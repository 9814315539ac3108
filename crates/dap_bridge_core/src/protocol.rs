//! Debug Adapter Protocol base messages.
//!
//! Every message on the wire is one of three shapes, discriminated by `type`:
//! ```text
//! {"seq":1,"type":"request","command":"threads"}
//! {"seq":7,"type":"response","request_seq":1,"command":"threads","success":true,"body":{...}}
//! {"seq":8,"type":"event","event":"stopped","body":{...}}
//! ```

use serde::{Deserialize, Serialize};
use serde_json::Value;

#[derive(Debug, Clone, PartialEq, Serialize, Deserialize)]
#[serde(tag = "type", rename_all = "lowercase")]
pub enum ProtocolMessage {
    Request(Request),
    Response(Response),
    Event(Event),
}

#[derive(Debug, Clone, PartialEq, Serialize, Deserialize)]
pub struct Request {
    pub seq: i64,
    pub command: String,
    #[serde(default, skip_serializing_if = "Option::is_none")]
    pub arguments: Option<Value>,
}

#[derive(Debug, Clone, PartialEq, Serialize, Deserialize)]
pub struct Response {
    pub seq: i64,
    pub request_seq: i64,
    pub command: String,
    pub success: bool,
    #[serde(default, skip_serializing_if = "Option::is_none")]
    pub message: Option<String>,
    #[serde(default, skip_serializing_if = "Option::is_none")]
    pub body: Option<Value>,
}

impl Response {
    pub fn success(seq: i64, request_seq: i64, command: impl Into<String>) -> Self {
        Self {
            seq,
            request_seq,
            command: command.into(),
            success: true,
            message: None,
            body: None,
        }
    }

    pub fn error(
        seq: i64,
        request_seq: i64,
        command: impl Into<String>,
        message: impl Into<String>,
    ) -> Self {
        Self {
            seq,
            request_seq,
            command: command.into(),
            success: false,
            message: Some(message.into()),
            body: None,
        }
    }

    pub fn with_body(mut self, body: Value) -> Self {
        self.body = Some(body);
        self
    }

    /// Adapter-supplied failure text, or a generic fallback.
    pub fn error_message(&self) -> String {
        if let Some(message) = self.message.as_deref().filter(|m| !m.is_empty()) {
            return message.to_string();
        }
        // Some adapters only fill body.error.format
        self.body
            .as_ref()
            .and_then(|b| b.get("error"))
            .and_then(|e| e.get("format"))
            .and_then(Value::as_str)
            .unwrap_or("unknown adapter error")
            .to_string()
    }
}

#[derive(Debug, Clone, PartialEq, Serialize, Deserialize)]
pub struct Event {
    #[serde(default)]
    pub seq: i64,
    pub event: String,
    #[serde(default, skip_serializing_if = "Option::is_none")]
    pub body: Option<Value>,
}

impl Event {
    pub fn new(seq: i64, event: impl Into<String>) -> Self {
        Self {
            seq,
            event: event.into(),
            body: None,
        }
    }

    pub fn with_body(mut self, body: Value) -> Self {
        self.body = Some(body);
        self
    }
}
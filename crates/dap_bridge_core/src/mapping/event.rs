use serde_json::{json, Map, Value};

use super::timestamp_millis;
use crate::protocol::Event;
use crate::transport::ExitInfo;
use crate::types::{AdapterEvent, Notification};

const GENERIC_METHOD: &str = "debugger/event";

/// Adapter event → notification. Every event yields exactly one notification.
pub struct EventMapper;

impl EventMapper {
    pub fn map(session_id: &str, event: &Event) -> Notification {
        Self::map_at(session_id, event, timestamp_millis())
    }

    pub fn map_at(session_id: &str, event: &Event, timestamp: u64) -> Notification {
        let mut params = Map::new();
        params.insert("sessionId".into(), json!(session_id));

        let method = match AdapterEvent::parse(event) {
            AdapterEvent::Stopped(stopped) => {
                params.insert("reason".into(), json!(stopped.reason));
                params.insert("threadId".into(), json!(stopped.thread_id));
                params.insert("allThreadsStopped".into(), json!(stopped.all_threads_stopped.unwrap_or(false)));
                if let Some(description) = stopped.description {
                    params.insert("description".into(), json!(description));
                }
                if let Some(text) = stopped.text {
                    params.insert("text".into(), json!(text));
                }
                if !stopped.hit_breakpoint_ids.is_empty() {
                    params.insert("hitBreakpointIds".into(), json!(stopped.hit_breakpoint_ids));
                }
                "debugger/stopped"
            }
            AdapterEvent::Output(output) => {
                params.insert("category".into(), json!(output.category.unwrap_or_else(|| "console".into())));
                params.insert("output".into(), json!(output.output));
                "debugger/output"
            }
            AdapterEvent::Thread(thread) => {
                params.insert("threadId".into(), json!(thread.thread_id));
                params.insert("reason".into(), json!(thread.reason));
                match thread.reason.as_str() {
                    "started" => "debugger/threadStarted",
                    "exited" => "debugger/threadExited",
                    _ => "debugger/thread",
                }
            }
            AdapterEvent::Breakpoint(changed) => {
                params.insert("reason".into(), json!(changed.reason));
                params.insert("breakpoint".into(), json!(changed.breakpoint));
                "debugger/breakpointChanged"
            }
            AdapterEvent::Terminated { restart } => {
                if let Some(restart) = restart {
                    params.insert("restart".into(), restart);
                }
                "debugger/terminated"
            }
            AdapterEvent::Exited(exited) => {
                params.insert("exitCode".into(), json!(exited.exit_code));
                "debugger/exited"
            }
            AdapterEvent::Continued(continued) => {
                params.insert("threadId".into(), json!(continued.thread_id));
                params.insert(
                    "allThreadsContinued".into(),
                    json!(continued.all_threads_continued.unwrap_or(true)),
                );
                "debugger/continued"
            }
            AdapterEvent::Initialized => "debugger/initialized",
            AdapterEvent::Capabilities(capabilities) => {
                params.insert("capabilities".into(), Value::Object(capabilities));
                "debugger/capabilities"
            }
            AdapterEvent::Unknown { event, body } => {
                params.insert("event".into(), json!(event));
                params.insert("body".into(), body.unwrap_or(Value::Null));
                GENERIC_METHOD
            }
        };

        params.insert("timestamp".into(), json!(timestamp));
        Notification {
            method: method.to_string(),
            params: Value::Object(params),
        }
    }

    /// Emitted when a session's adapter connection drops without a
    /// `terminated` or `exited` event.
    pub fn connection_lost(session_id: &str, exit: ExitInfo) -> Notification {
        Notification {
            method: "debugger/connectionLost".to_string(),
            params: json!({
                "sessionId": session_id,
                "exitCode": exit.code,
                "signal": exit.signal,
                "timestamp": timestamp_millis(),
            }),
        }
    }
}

[Instructions to follow]
For each line in the records that contains the word "impl", make a copy.

[Your solution]
impl Response {
    pub fn success(seq: i64, request_seq: i64, command: impl Into<String>) -> Self {
        command: impl Into<String>,
        message: impl Into<String>,
impl Event {
    pub fn new(seq: i64, event: impl Into<String>) -> Self {
impl EventMapper {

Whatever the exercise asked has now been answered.